Using the abovementioned approach, we were able to detect approximately 72.7% (16/22) of atypical abnormalities in cFTS-positive pregnancies with 49.6% IPD. Offering IPD for an ultrasound-detected abnormality or an advanced maternal age ≥ 35 may help detect the remaining 27.3% [16]. More than half of the atypical abnormalities occurred in women with a cFTS below 1 in 300 and were found via ultrasound abnormalities [16]. Although approximately half of the prenatally detectable structural anomalies can be detected by a high-quality detailed scan at 12–13 weeks [31], some anomalies are only detectable in a mid-trimester scan.

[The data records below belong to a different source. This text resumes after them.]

// Subscriber queue protocol
//
// Bridges push-based publishes with a pull-based reader. Each subscriber owns a
// mailbox holding a FIFO queue and at most one pending one-shot receiver. The
// "pop the queue, else park a receiver" step and the "hand to the receiver, else
// append" step both run under the same lock, so no publish can slip between them.

use async_stream::stream;
use parking_lot::Mutex;
use std::collections::VecDeque;
use std::pin::Pin;
use std::sync::Arc;
use std::task::{Context, Poll};
use tokio::sync::oneshot;
use tokio_stream::{Stream, StreamExt};
use tracing::debug;

use crate::emitter::Subscriber;
use crate::event::EventMessage;

#[derive(Default)]
struct MailboxState {
    queue: VecDeque<EventMessage>,
    waiter: Option<oneshot::Sender<EventMessage>>,
    closed: bool,
}

/// What the reader should do next.
pub(crate) enum Slot {
    Ready(EventMessage),
    Wait(oneshot::Receiver<EventMessage>),
    Done,
}

/// Per-subscriber FIFO plus single resolver slot.
#[derive(Default)]
pub(crate) struct Mailbox {
    state: Mutex<MailboxState>,
}

impl Mailbox {
    pub(crate) fn new() -> Self {
        Self::default()
    }

    /// Hand `msg` to a parked reader, or append it. Returns false once closed.
    pub(crate) fn push(&self, msg: EventMessage) -> bool {
        let mut state = self.state.lock();
        if state.closed {
            return false;
        }
        let msg = match state.waiter.take() {
            Some(waiter) => match waiter.send(msg) {
                Ok(()) => return true,
                // Reader gave up on this wait; keep the message for its next read.
                Err(msg) => msg,
            },
            None => msg,
        };
        state.queue.push_back(msg);
        true
    }

    /// Pop the front message or park a receiver for the next push.
    pub(crate) fn take_or_wait(&self) -> Slot {
        let mut state = self.state.lock();
        if let Some(msg) = state.queue.pop_front() {
            return Slot::Ready(msg);
        }
        if state.closed {
            return Slot::Done;
        }
        let (tx, rx) = oneshot::channel();
        state.waiter = Some(tx);
        Slot::Wait(rx)
    }

    /// Terminate: drops buffered messages and resolves any parked receiver as done.
    pub(crate) fn close(&self) {
        let mut state = self.state.lock();
        state.closed = true;
        state.queue.clear();
        state.waiter = None;
    }

    pub(crate) fn is_closed(&self) -> bool {
        self.state.lock().closed
    }

    pub(crate) fn len(&self) -> usize {
        self.state.lock().queue.len()
    }
}

/// Runs the removal callback exactly once, whichever way the reader exits.
struct RemoveGuard {
    on_remove: Option<Box<dyn FnOnce() + Send>>,
}

impl RemoveGuard {
    fn new<F>(on_remove: F) -> Self
    where
        F: FnOnce() + Send + 'static,
    {
        Self {
            on_remove: Some(Box::new(on_remove)),
        }
    }
}

impl Drop for RemoveGuard {
    fn drop(&mut self) {
        if let Some(on_remove) = self.on_remove.take() {
            on_remove();
        }
    }
}

/// The consumer side of one `subscribe()` call.
///
/// Yields messages in publish order and ends when the subscription is cancelled
/// or the emitter closes. Dropping it removes the subscriber from its emitter.
pub struct Subscription {
    id: u64,
    inner: Pin<Box<dyn Stream<Item = EventMessage> + Send>>,
}

impl Subscription {
    pub fn id(&self) -> u64 {
        self.id
    }

    /// Wait for the next message; `None` once the subscription has ended.
    pub async fn recv(&mut self) -> Option<EventMessage> {
        self.next().await
    }
}

impl Stream for Subscription {
    type Item = EventMessage;

    fn poll_next(mut self: Pin<&mut Self>, cx: &mut Context<'_>) -> Poll<Option<Self::Item>> {
        self.inner.as_mut().poll_next(cx)
    }
}

impl std::fmt::Debug for Subscription {
    fn fmt(&self, f: &mut std::fmt::Formatter<'_>) -> std::fmt::Result {
        f.debug_struct("Subscription").field("id", &self.id).finish()
    }
}

/// Turn a registered subscriber into a lazily-drained message sequence.
///
/// `on_remove` runs exactly once when the sequence ends: cancellation, emitter
/// close, or the consumer dropping the [`Subscription`] early.
pub(crate) fn drive<F>(subscriber: Arc<Subscriber>, on_remove: F) -> Subscription
where
    F: FnOnce() + Send + 'static,
{
    let id = subscriber.id;
    let guard = RemoveGuard::new(on_remove);
    let inner = stream! {
        let _guard = guard;
        loop {
            if subscriber.cancel.is_cancelled() {
                break;
            }
            let waiting = match subscriber.mailbox.take_or_wait() {
                Slot::Ready(msg) => {
                    if subscriber.cancel.is_cancelled() {
                        break;
                    }
                    yield msg;
                    continue;
                }
                Slot::Done => break,
                Slot::Wait(rx) => rx,
            };
            let next = tokio::select! {
                biased;
                _ = subscriber.cancel.cancelled() => None,
                received = waiting => received.ok(),
            };
            match next {
                Some(msg) => yield msg,
                None => break,
            }
        }
        subscriber.mailbox.close();
        debug!(target: "emitter", subscriber_id = id, "Subscription ended");
    };

    Subscription {
        id,
        inner: Box::pin(inner),
    }
}

#[cfg(test)]
mod tests {
    use super::*;
    use crate::event::SubscribeOptions;
    use serde_json::json;
    use std::sync::atomic::{AtomicUsize, Ordering};
    use std::time::Duration;
    use tokio_util::sync::CancellationToken;

    fn msg(n: u64) -> EventMessage {
        EventMessage::new("tick", json!(n), None)
    }

    #[test]
    fn push_appends_when_no_reader() {
        let mailbox = Mailbox::new();
        assert!(mailbox.push(msg(1)));
        assert!(mailbox.push(msg(2)));
        assert_eq!(mailbox.len(), 2);
        match mailbox.take_or_wait() {
            Slot::Ready(m) => assert_eq!(m.data, json!(1)),
            _ => panic!("expected ready message"),
        }
    }

    #[test]
    fn push_resolves_parked_reader() {
        let mailbox = Mailbox::new();
        let mut rx = match mailbox.take_or_wait() {
            Slot::Wait(rx) => rx,
            _ => panic!("expected wait"),
        };
        assert!(mailbox.push(msg(7)));
        assert_eq!(mailbox.len(), 0);
        assert_eq!(rx.try_recv().unwrap().data, json!(7));
    }

    #[test]
    fn abandoned_wait_keeps_message() {
        let mailbox = Mailbox::new();
        match mailbox.take_or_wait() {
            Slot::Wait(rx) => drop(rx),
            _ => panic!("expected wait"),
        }
        assert!(mailbox.push(msg(3)));
        assert_eq!(mailbox.len(), 1);
    }

    #[test]
    fn close_resolves_waiter_as_done() {
        let mailbox = Mailbox::new();
        let mut rx = match mailbox.take_or_wait() {
            Slot::Wait(rx) => rx,
            _ => panic!("expected wait"),
        };
        mailbox.close();
        assert!(rx.try_recv().is_err());
        assert!(!mailbox.push(msg(1)));
        assert!(matches!(mailbox.take_or_wait(), Slot::Done));
    }

    #[tokio::test]
    async fn drive_yields_in_order_and_removes_once() {
        let removed = Arc::new(AtomicUsize::new(0));
        let subscriber = Arc::new(Subscriber::new(1, SubscribeOptions::default()));
        let counter = Arc::clone(&removed);
        let mut sub = drive(Arc::clone(&subscriber), move || {
            counter.fetch_add(1, Ordering::SeqCst);
        });

        for n in 0..5 {
            subscriber.deliver(msg(n));
        }
        for n in 0..5 {
            assert_eq!(sub.recv().await.unwrap().data, json!(n));
        }

        subscriber.mailbox.close();
        assert!(sub.recv().await.is_none());
        assert!(sub.recv().await.is_none());
        drop(sub);
        assert_eq!(removed.load(Ordering::SeqCst), 1);
    }

    #[tokio::test]
    async fn dropping_unpolled_subscription_still_removes() {
        let removed = Arc::new(AtomicUsize::new(0));
        let subscriber = Arc::new(Subscriber::new(2, SubscribeOptions::default()));
        let counter = Arc::clone(&removed);
        let sub = drive(subscriber, move || {
            counter.fetch_add(1, Ordering::SeqCst);
        });
        drop(sub);
        assert_eq!(removed.load(Ordering::SeqCst), 1);
    }

    #[tokio::test]
    async fn cancel_wakes_parked_reader() {
        let removed = Arc::new(AtomicUsize::new(0));
        let cancel = CancellationToken::new();
        let subscriber = Arc::new(Subscriber::new(
            3,
            SubscribeOptions::default().with_cancel(cancel.clone()),
        ));
        let counter = Arc::clone(&removed);
        let mut sub = drive(Arc::clone(&subscriber), move || {
            counter.fetch_add(1, Ordering::SeqCst);
        });

        let reader = tokio::spawn(async move {
            let next = sub.recv().await;
            (next, sub)
        });
        tokio::time::sleep(Duration::from_millis(20)).await;
        cancel.cancel();

        let (next, sub) = tokio::time::timeout(Duration::from_millis(500), reader)
            .await
            .expect("timeout")
            .unwrap();
        assert!(next.is_none());
        assert!(!subscriber.deliver(msg(9)));
        assert_eq!(removed.load(Ordering::SeqCst), 1);
        drop(sub);
        assert_eq!(removed.load(Ordering::SeqCst), 1);
    }

    #[tokio::test(flavor = "multi_thread", worker_threads = 4)]
    async fn cancel_during_delivery_removes_once() {
        for round in 0..20u64 {
            let removed = Arc::new(AtomicUsize::new(0));
            let cancel = CancellationToken::new();
            let subscriber = Arc::new(Subscriber::new(
                round,
                SubscribeOptions::default().with_cancel(cancel.clone()),
            ));
            let counter = Arc::clone(&removed);
            let mut sub = drive(Arc::clone(&subscriber), move || {
                counter.fetch_add(1, Ordering::SeqCst);
            });

            let producer = {
                let subscriber = Arc::clone(&subscriber);
                tokio::spawn(async move {
                    let mut n = 0u64;
                    while subscriber.deliver(msg(n)) {
                        n += 1;
                        tokio::task::yield_now().await;
                    }
                })
            };
            let reader = tokio::spawn(async move {
                let mut seen = 0usize;
                while sub.recv().await.is_some() {
                    seen += 1;
                }
                (seen, sub)
            });

            tokio::time::sleep(Duration::from_millis(2)).await;
            cancel.cancel();

            let (_, sub) = tokio::time::timeout(Duration::from_secs(5), reader)
                .await
                .expect("reader did not finish")
                .unwrap();
            tokio::time::timeout(Duration::from_secs(5), producer)
                .await
                .expect("producer did not stop")
                .unwrap();
            assert_eq!(removed.load(Ordering::SeqCst), 1);
            drop(sub);
            assert_eq!(removed.load(Ordering::SeqCst), 1);
        }
    }
}
// Environment-driven configuration for servers and clients

use std::str::FromStr;
use std::time::Duration;

use crate::client::{ClientConfig, ReconnectConfig};
use crate::emitter::RedisEmitterConfig;
use crate::transport::socket::SocketOptions;
use crate::transport::sse::SseOptions;

/// Aggregate configuration.
///
/// Every value falls back to its default when the variable is unset or does
/// not parse:
///
/// | Variable | Default |
/// |---|---|
/// | `TIDEWIRE_HEARTBEAT_INTERVAL_MS` | 30000 (0 disables) |
/// | `TIDEWIRE_PING_INTERVAL_MS` | 30000 (0 disables) |
/// | `TIDEWIRE_PONG_TIMEOUT_MS` | 10000 |
/// | `TIDEWIRE_REDIS_URL` | `redis://127.0.0.1:6379` |
/// | `TIDEWIRE_REDIS_PREFIX` | `events:` |
/// | `TIDEWIRE_VALIDATE` | true |
/// | `TIDEWIRE_RECONNECT` | true |
/// | `TIDEWIRE_RECONNECT_MAX_ATTEMPTS` | unbounded |
/// | `TIDEWIRE_RECONNECT_DELAY_MS` | 1000 |
/// | `TIDEWIRE_RECONNECT_MAX_DELAY_MS` | 30000 |
/// | `TIDEWIRE_RECONNECT_MULTIPLIER` | 2.0 |
#[derive(Clone, Debug, Default)]
pub struct TidewireConfig {
    pub sse: SseOptions,
    pub socket: SocketOptions,
    pub redis: RedisEmitterConfig,
    pub client: ClientConfig,
}

impl TidewireConfig {
    pub fn from_env() -> Self {
        Self::from_lookup(|key| std::env::var(key).ok())
    }

    /// Build from an arbitrary key lookup.
    pub fn from_lookup<F>(lookup: F) -> Self
    where
        F: Fn(&str) -> Option<String>,
    {
        let defaults = Self::default();
        let parse = |key: &str| lookup(key).map(|v| v.trim().to_string());
        let millis = |key: &str, fallback: Duration| {
            parse(key)
                .and_then(|v| u64::from_str(&v).ok())
                .map(Duration::from_millis)
                .unwrap_or(fallback)
        };

        let reconnect_defaults = defaults.client.reconnect.clone();
        let reconnect = ReconnectConfig {
            enabled: parse("TIDEWIRE_RECONNECT")
                .and_then(|v| v.parse().ok())
                .unwrap_or(reconnect_defaults.enabled),
            max_attempts: parse("TIDEWIRE_RECONNECT_MAX_ATTEMPTS")
                .and_then(|v| v.parse().ok())
                .or(reconnect_defaults.max_attempts),
            delay: millis("TIDEWIRE_RECONNECT_DELAY_MS", reconnect_defaults.delay),
            max_delay: millis("TIDEWIRE_RECONNECT_MAX_DELAY_MS", reconnect_defaults.max_delay),
            multiplier: parse("TIDEWIRE_RECONNECT_MULTIPLIER")
                .and_then(|v| v.parse().ok())
                .filter(|m: &f64| m.is_finite() && *m >= 1.0)
                .unwrap_or(reconnect_defaults.multiplier),
        };

        Self {
            sse: SseOptions {
                heartbeat_interval: millis(
                    "TIDEWIRE_HEARTBEAT_INTERVAL_MS",
                    defaults.sse.heartbeat_interval,
                ),
                ..defaults.sse
            },
            socket: SocketOptions {
                ping_interval: millis("TIDEWIRE_PING_INTERVAL_MS", defaults.socket.ping_interval),
                pong_timeout: millis("TIDEWIRE_PONG_TIMEOUT_MS", defaults.socket.pong_timeout),
                ..defaults.socket
            },
            redis: RedisEmitterConfig {
                url: parse("TIDEWIRE_REDIS_URL").unwrap_or(defaults.redis.url),
                prefix: lookup("TIDEWIRE_REDIS_PREFIX").unwrap_or(defaults.redis.prefix),
            },
            client: ClientConfig {
                validate: parse("TIDEWIRE_VALIDATE")
                    .and_then(|v| v.parse().ok())
                    .unwrap_or(defaults.client.validate),
                reconnect,
                ..defaults.client
            },
        }
    }
}

#[cfg(test)]
mod tests {
    use super::*;
    use std::collections::HashMap;

    fn lookup(vars: &[(&str, &str)]) -> impl Fn(&str) -> Option<String> {
        let map: HashMap<String, String> = vars
            .iter()
            .map(|(k, v)| (k.to_string(), v.to_string()))
            .collect();
        move |key| map.get(key).cloned()
    }

    #[test]
    fn defaults_when_unset() {
        let config = TidewireConfig::from_lookup(lookup(&[]));
        assert_eq!(config.sse.heartbeat_interval, Duration::from_secs(30));
        assert_eq!(config.socket.pong_timeout, Duration::from_secs(10));
        assert_eq!(config.redis.prefix, "events:");
        assert!(config.client.validate);
        assert!(config.client.reconnect.enabled);
        assert_eq!(config.client.reconnect.max_attempts, None);
    }

    #[test]
    fn overrides_and_ignores_garbage() {
        let config = TidewireConfig::from_lookup(lookup(&[
            ("TIDEWIRE_HEARTBEAT_INTERVAL_MS", "0"),
            ("TIDEWIRE_PING_INTERVAL_MS", "500"),
            ("TIDEWIRE_PONG_TIMEOUT_MS", "soon"),
            ("TIDEWIRE_REDIS_PREFIX", "app:"),
            ("TIDEWIRE_RECONNECT", "false"),
            ("TIDEWIRE_RECONNECT_MAX_ATTEMPTS", "3"),
            ("TIDEWIRE_RECONNECT_MULTIPLIER", "0.5"),
        ]));
        assert!(config.sse.heartbeat_interval.is_zero());
        assert_eq!(config.socket.ping_interval, Duration::from_millis(500));
        assert_eq!(config.socket.pong_timeout, Duration::from_secs(10));
        assert_eq!(config.redis.prefix, "app:");
        assert!(!config.client.reconnect.enabled);
        assert_eq!(config.client.reconnect.max_attempts, Some(3));
        assert_eq!(config.client.reconnect.multiplier, 2.0);
    }
}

If CVS is performed in the first trimester for positive cFTS with one or more risk factors and if only karyotyping is performed, we suggest alerting the laboratory of the possibility of further testing by CMA, should anomalies be found subsequently. When deciding between cfDNA testing and IPD, patients use more than just the screening risk, and they may consider family values, finances and other issues. For some women who wish to maximize the detection of fetal atypical abnormalities, offering all high-risk cFTS pregnancies IPD with CMA is an option, but it comes with a procedure-related risk of miscarriage, albeit a small risk [22, 32]. For some women who wish to avoid an IPD, proper pre-test counseling before cfDNA testing should be provided to facilitate an informed choice [33]. Approximately one-fourth of these patients may not recognize the limited sensitivity of cfDNA testing, according to a previous local study [34]. Educating both healthcare professionals and patients is important [33].

Conclusion

Similar to studies on Caucasians [12, 15, 16], our study identified the factors associated with common and atypical fetal abnormalities after cFTS. The factors can be used to estimate the prior risk of these abnormalities. The information may help the maternal decision regarding cfDNA testing versus IPD following a positive cFTS.